### [PROBLEM STATEMENT]
From the listing below, copy only the lines running from the line that contains "new object, and" to the line that contains "at build time.", both included.

(DATA FOR THIS EXERCISE)

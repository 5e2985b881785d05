//! # namedpoly - Named dimensions for polyhedral sets and relations
//!
//! The positional engine in [`polyhedral`] identifies every dimension of a
//! set or relation by a `(kind, index)` pair. The [`named`] layer on top
//! pairs each object with a bijective name table, so dimensions can be
//! referred to by stable names ("i", "j", "n") and binary operations between
//! differently-shaped objects "just work":
//!
//! - dimensions with the same name are matched up,
//! - the remaining dimensions are concatenated in a deterministic,
//!   template-first order,
//! - both sides are reshaped into the unified space before the positional
//!   operator runs.
//!
//! ## Example
//!
//! ```
//! use namedpoly::NamedSet;
//!
//! let a = NamedSet::parse("[n] -> { [i] : 0 <= i < n }")?;
//! let b = NamedSet::parse("[n] -> { [j] : 0 <= j < n }")?;
//!
//! // Disjoint names: the intersection lives in the unified space [i, j].
//! let meet = a.intersect(&b)?;
//! assert_eq!(meet.dim_names(), vec!["n", "i", "j"]);
//! assert!(meet.contains(&[10], &[3, 7]));
//! # Ok::<(), namedpoly::NamedPolyError>(())
//! ```
//!
//! All values are immutable: every transformation returns a new object, and
//! named objects and their tables can be shared freely across threads.

#![warn(missing_docs)]
#![warn(clippy::all)]

pub mod error;
pub mod named;
pub mod polyhedral;

pub use error::{NamedPolyError, ParseError, Result};
pub use named::{align, align_two, apply, resolve};
pub use named::{NameTable, NamedObject, NamedRelation, NamedSet, ObjectKind};
pub use polyhedral::{BinaryOp, DimKind, IntegerRelation, Space};

/// Crate version, injected at build time.
pub const VERSION: &str = env!("CARGO_PKG_VERSION");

(End DATA FOR THIS EXERCISE)

### [EXERCISE SOLUTION]
//! All values are immutable: every transformation returns a new object, and
//! named objects and their tables can be shared freely across threads.

#![warn(missing_docs)]
#![warn(clippy::all)]

pub mod error;
pub mod named;
pub mod polyhedral;

pub use error::{NamedPolyError, ParseError, Result};
pub use named::{align, align_two, apply, resolve};
pub use named::{NameTable, NamedObject, NamedRelation, NamedSet, ObjectKind};
pub use polyhedral::{BinaryOp, DimKind, IntegerRelation, Space};

/// Crate version, injected at build time.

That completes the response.